» **Data for analysis**:
↓
//! Extraction of star records from HYG-style CSV text
//!
//! The input is a header-delimited CSV stream. Only a handful of columns are
//! recognized:
//!
//! | Column   | Meaning                                    |
//! |----------|--------------------------------------------|
//! | `mag`    | apparent visual magnitude                  |
//! | `ra`     | right ascension in **hours** (0-24)        |
//! | `dec`    | declination in degrees                     |
//! | `proper` | common proper name, e.g. `Sirius`          |
//! | `bf`     | Bayer / Flamsteed designation              |
//! | `gl`     | Gliese / variable-star designation         |
//! | `hr`     | Yale Bright Star (Harvard Revised) number  |
//! | `hip`    | Hipparcos number                           |
//! | `hd`     | Henry Draper number                        |
//!
//! A row is kept when its magnitude is at or below the limit, or when it
//! carries a proper name. Rows with malformed numeric fields are skipped one
//! at a time; a bad row never fails the batch.

use std::collections::HashMap;

use csv::StringRecord;
use log::{debug, info, warn};
use thiserror::Error;

use crate::catalog::{CatalogRecord, UNKNOWN_MAGNITUDE};
use crate::config::DEFAULT_MAGNITUDE_LIMIT;

/// Conversion factor from hours of right ascension to degrees.
pub const DEGREES_PER_HOUR: f64 = 15.0;

/// Name used when no identifying column is populated.
pub const UNKNOWN_NAME: &str = "Unknown";

/// One step of the name precedence: if `field` is non-empty, the name is its
/// value, optionally behind a catalog prefix.
#[derive(Debug, Clone, Copy)]
pub struct NameRule {
    pub field: &'static str,
    pub prefix: Option<&'static str>,
}

impl NameRule {
    const fn verbatim(field: &'static str) -> Self {
        Self {
            field,
            prefix: None,
        }
    }

    const fn numbered(field: &'static str, prefix: &'static str) -> Self {
        Self {
            field,
            prefix: Some(prefix),
        }
    }

    /// Project a populated field value into a display name.
    pub fn project(&self, value: &str) -> String {
        match self.prefix {
            Some(prefix) => format!("{prefix} {value}"),
            None => value.to_string(),
        }
    }
}

/// Name precedence, most recognizable first. The first rule whose field is
/// non-empty wins; [`UNKNOWN_NAME`] is used when none match.
pub const NAME_RULES: &[NameRule] = &[
    NameRule::verbatim("proper"),
    NameRule::verbatim("bf"),
    NameRule::verbatim("gl"),
    NameRule::numbered("hr", "HR"),
    NameRule::numbered("hip", "HIP"),
    NameRule::numbered("hd", "HD"),
];

/// Resolve the display name of a row through [`NAME_RULES`].
///
/// `lookup` returns the raw value of a column, or `None` if the column is
/// absent.
pub fn resolve_name<'a>(lookup: impl Fn(&str) -> Option<&'a str>) -> String {
    NAME_RULES
        .iter()
        .find_map(|rule| non_empty(lookup(rule.field)).map(|value| rule.project(value)))
        .unwrap_or_else(|| UNKNOWN_NAME.to_string())
}

fn non_empty(value: Option<&str>) -> Option<&str> {
    value.map(str::trim).filter(|v| !v.is_empty())
}

/// Why a single row was dropped as malformed.
#[derive(Error, Debug)]
enum RowError {
    #[error("unreadable row: {0}")]
    Csv(#[from] csv::Error),

    #[error("missing {0}")]
    Missing(&'static str),

    #[error("invalid {field}: {value:?}")]
    InvalidNumber { field: &'static str, value: String },

    #[error("declination out of range: {0}")]
    DeclinationOutOfRange(f64),
}

/// Counters describing one extraction pass.
#[derive(Debug, Clone, Copy, Default, PartialEq, Eq)]
pub struct ExtractStats {
    /// Data rows read (header excluded).
    pub rows: usize,
    /// Rows turned into records.
    pub accepted: usize,
    /// Well-formed rows excluded by the magnitude filter.
    pub filtered: usize,
    /// Rows skipped because a required field was missing or unparsable.
    pub malformed: usize,
}

/// Column positions looked up once from the header row.
struct Columns {
    index: HashMap<String, usize>,
}

impl Columns {
    fn from_header(header: &StringRecord) -> Self {
        let index = header
            .iter()
            .enumerate()
            .map(|(i, name)| (name.trim().to_string(), i))
            .collect();
        Self { index }
    }

    fn get<'r>(&self, record: &'r StringRecord, field: &str) -> Option<&'r str> {
        self.index.get(field).and_then(|&i| record.get(i))
    }
}

/// Outcome of looking at one well-formed row.
enum RowVerdict {
    Accept(CatalogRecord),
    Filter,
}

/// Filters and normalizes catalog rows.
#[derive(Debug, Clone, Copy)]
pub struct RecordExtractor {
    magnitude_limit: f64,
}

impl Default for RecordExtractor {
    fn default() -> Self {
        Self::new(DEFAULT_MAGNITUDE_LIMIT)
    }
}

impl RecordExtractor {
    pub fn new(magnitude_limit: f64) -> Self {
        Self { magnitude_limit }
    }

    /// Extract records in source row order.
    pub fn extract(&self, text: &str) -> Vec<CatalogRecord> {
        self.extract_with_stats(text).0
    }

    /// Extract records in source row order, with counters for logging.
    pub fn extract_with_stats(&self, text: &str) -> (Vec<CatalogRecord>, ExtractStats) {
        let mut stats = ExtractStats::default();
        let mut records = Vec::new();

        let mut reader = csv::ReaderBuilder::new()
            .has_headers(true)
            .flexible(true)
            .from_reader(text.as_bytes());

        let columns = match reader.headers() {
            Ok(header) => Columns::from_header(header),
            Err(e) => {
                warn!("Could not read catalog header: {e}");
                return (records, stats);
            }
        };

        for result in reader.records() {
            stats.rows += 1;
            let verdict = result
                .map_err(RowError::from)
                .and_then(|record| self.evaluate(&columns, &record));

            match verdict {
                Ok(RowVerdict::Accept(record)) => {
                    stats.accepted += 1;
                    records.push(record);
                }
                Ok(RowVerdict::Filter) => stats.filtered += 1,
                Err(e) => {
                    stats.malformed += 1;
                    debug!("Skipping row {}: {e}", stats.rows);
                }
            }
        }

        info!(
            "Extracted {} stars from {} rows ({} filtered, {} malformed)",
            stats.accepted, stats.rows, stats.filtered, stats.malformed
        );
        (records, stats)
    }

    fn evaluate(&self, columns: &Columns, record: &StringRecord) -> Result<RowVerdict, RowError> {
        let field = |name: &str| columns.get(record, name);

        let has_proper = non_empty(field("proper")).is_some();
        let magnitude = match parse_number(field("mag"), "mag") {
            Ok(mag) => mag,
            // Proper names override the filter even without a usable magnitude.
            Err(_) if has_proper => UNKNOWN_MAGNITUDE,
            Err(e) => return Err(e),
        };

        if !(magnitude <= self.magnitude_limit || has_proper) {
            return Ok(RowVerdict::Filter);
        }

        let ra_hours = parse_number(field("ra"), "ra")?;
        let dec_deg = parse_number(field("dec"), "dec")?;
        if !(-90.0..=90.0).contains(&dec_deg) {
            return Err(RowError::DeclinationOutOfRange(dec_deg));
        }

        Ok(RowVerdict::Accept(CatalogRecord::new(
            resolve_name(field),
            hours_to_degrees(ra_hours),
            dec_deg,
            magnitude,
        )))
    }
}

fn parse_number(value: Option<&str>, field: &'static str) -> Result<f64, RowError> {
    let raw = value.ok_or(RowError::Missing(field))?.trim();
    match raw.parse::<f64>() {
        Ok(number) if number.is_finite() => Ok(number),
        _ => Err(RowError::InvalidNumber {
            field,
            value: raw.to_string(),
        }),
    }
}

/// Convert right ascension from hours to degrees in `[0, 360)`.
pub fn hours_to_degrees(hours: f64) -> f64 {
    let degrees = (hours * DEGREES_PER_HOUR).rem_euclid(360.0);
    if degrees >= 360.0 {
        0.0
    } else {
        degrees
    }
}

#[cfg(test)]
mod tests {
    use super::*;
    use approx::assert_relative_eq;
    use rstest::rstest;

    const HEADER: &str = "id,hip,hd,hr,gl,bf,proper,ra,dec,mag";

    fn extract(rows: &[&str]) -> (Vec<CatalogRecord>, ExtractStats) {
        let text = std::iter::once(HEADER)
            .chain(rows.iter().copied())
            .collect::<Vec<_>>()
            .join("\n");
        RecordExtractor::default().extract_with_stats(&text)
    }

    fn lookup<'a>(pairs: &'a [(&'a str, &'a str)]) -> impl Fn(&str) -> Option<&'a str> {
        move |field: &str| pairs.iter().find(|(k, _)| *k == field).map(|(_, v)| *v)
    }

    #[rstest]
    #[case(&[("proper", "Sirius"), ("hr", "2491")], "Sirius")]
    #[case(&[("proper", ""), ("bf", "9Alp CMa"), ("gl", "Gl 244A")], "9Alp CMa")]
    #[case(&[("bf", " "), ("gl", "Gl 244A"), ("hr", "2491")], "Gl 244A")]
    #[case(&[("hr", "2491"), ("hip", "32349"), ("hd", "48915")], "HR 2491")]
    #[case(&[("hr", ""), ("hip", "32349"), ("hd", "48915")], "HIP 32349")]
    #[case(&[("hd", "48915")], "HD 48915")]
    #[case(&[("proper", ""), ("hd", "")], "Unknown")]
    #[case(&[], "Unknown")]
    fn test_name_precedence(#[case] pairs: &[(&str, &str)], #[case] expected: &str) {
        assert_eq!(resolve_name(lookup(pairs)), expected);
    }

    #[test]
    fn test_name_rules_order() {
        let fields: Vec<_> = NAME_RULES.iter().map(|rule| rule.field).collect();
        assert_eq!(fields, ["proper", "bf", "gl", "hr", "hip", "hd"]);
    }

    #[test]
    fn test_ra_is_converted_to_degrees() {
        let (records, _) = extract(&["1,,,,,,Sirius,6.75,-16.716,-1.44"]);
        assert_eq!(records.len(), 1);
        assert_relative_eq!(records[0].ra_deg, 101.25, epsilon = 1e-12);
        assert_relative_eq!(records[0].dec_deg, -16.716, epsilon = 1e-12);
        assert_eq!(records[0].to_canonical().ra, "101.250000");
    }

    #[test]
    fn test_bright_rows_included_faint_rows_filtered() {
        let (records, stats) = extract(&[
            "1,,,100,,,,1.0,10.0,4.9",
            "2,,,101,,,,2.0,20.0,5.0",
            "3,,,102,,,,3.0,30.0,5.01",
        ]);
        let names: Vec<_> = records.iter().map(|r| r.name.as_str()).collect();
        assert_eq!(names, ["HR 100", "HR 101"]);
        assert_eq!(
            stats,
            ExtractStats {
                rows: 3,
                accepted: 2,
                filtered: 1,
                malformed: 0
            }
        );
    }

    #[test]
    fn test_proper_name_overrides_faint_magnitude() {
        let (records, _) = extract(&["1,,,,,,Proxima Centauri,14.495,-62.68,11.01"]);
        assert_eq!(records.len(), 1);
        assert_eq!(records[0].name, "Proxima Centauri");
        assert_relative_eq!(records[0].magnitude, 11.01);
    }

    #[test]
    fn test_proper_name_overrides_missing_magnitude() {
        let (records, stats) = extract(&[
            "1,,,,,,Nameless Mag,1.0,2.0,",
            "2,,,,,,Garbled Mag,1.0,2.0,bright",
            "3,,,7001,,,,1.0,2.0,",
        ]);
        let names: Vec<_> = records.iter().map(|r| r.name.as_str()).collect();
        assert_eq!(names, ["Nameless Mag", "Garbled Mag"]);
        assert!(records.iter().all(|r| r.magnitude == UNKNOWN_MAGNITUDE));
        assert_eq!(stats.malformed, 1);
    }

    #[test]
    fn test_proper_name_still_requires_coordinates() {
        let (records, stats) = extract(&[
            "1,,,,,,Broken Ra,,2.0,1.0",
            "2,,,,,,Broken Dec,1.0,north,1.0",
            "3,,,,,,Fine,1.0,2.0,1.0",
        ]);
        assert_eq!(records.len(), 1);
        assert_eq!(records[0].name, "Fine");
        assert_eq!(stats.malformed, 2);
    }

    #[test]
    fn test_malformed_rows_do_not_abort_batch() {
        let (records, stats) = extract(&[
            "1,,,,,,Vega,18.6156,38.7837,0.03",
            "2,,,,,,Smudged,18.x,1.0,1.0",
            "3,,,,,,Deneb,20.6905,45.2803,1.25",
            "4,,,,,,Nowhere,1.0,95.0,1.0",
            "5,,,,,,Infinite,inf,1.0,1.0",
        ]);
        let names: Vec<_> = records.iter().map(|r| r.name.as_str()).collect();
        assert_eq!(names, ["Vega", "Deneb"]);
        assert_eq!(stats.malformed, 3);
        assert_eq!(stats.rows, 5);
    }

    #[test]
    fn test_unterminated_quote_only_costs_trailing_rows() {
        let (records, stats) = extract(&[
            "1,,,,,,Vega,18.6156,38.7837,0.03",
            "2,,,,,,\"Unterminated,1.0,2.0,1.0",
        ]);
        assert_eq!(records.len(), 1);
        assert_eq!(stats.malformed, 1);
    }

    #[test]
    fn test_quoted_fields_with_commas() {
        let (records, _) = extract(&["1,,,,,,\"Rigil Kentaurus, A\",14.66,-60.83,-0.01"]);
        assert_eq!(records[0].name, "Rigil Kentaurus, A");
    }

    #[test]
    fn test_source_row_order_is_preserved() {
        let (records, _) = extract(&[
            "1,,,1,,,,1.0,0.0,2.0",
            "2,,,2,,,,1.0,0.0,-1.5",
            "3,,,3,,,,1.0,0.0,0.3",
        ]);
        let names: Vec<_> = records.iter().map(|r| r.name.as_str()).collect();
        assert_eq!(names, ["HR 1", "HR 2", "HR 3"]);
    }

    #[test]
    fn test_column_order_is_irrelevant() {
        let text = "mag,dec,ra,proper\n0.5,7.407,5.919,Betelgeuse\n";
        let records = RecordExtractor::default().extract(text);
        assert_eq!(records.len(), 1);
        assert_eq!(records[0].name, "Betelgeuse");
        assert_relative_eq!(records[0].ra_deg, 88.785, epsilon = 1e-9);
    }

    #[test]
    fn test_missing_required_columns_yield_nothing() {
        let text = "proper,mag\nSirius,-1.44\n";
        let (records, stats) = RecordExtractor::default().extract_with_stats(text);
        assert!(records.is_empty());
        assert_eq!(stats.malformed, 1);
    }

    #[test]
    fn test_custom_magnitude_limit() {
        let text = format!("{HEADER}\n1,,,1,,,,1.0,0.0,5.5\n");
        assert!(RecordExtractor::default().extract(&text).is_empty());
        assert_eq!(RecordExtractor::new(6.0).extract(&text).len(), 1);
    }

    #[rstest]
    #[case(0.0, 0.0)]
    #[case(6.75, 101.25)]
    #[case(23.999, 359.985)]
    #[case(24.0, 0.0)]
    #[case(-1.0, 345.0)]
    fn test_hours_to_degrees(#[case] hours: f64, #[case] degrees: f64) {
        assert_relative_eq!(hours_to_degrees(hours), degrees, epsilon = 1e-9);
    }
}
↑
» **Task description**: Across the listing above, report every line where "Deneb" occurs.

» **Solution to this task**:
            "3,,,,,,Deneb,20.6905,45.2803,1.25",
        assert_eq!(names, ["Vega", "Deneb"]);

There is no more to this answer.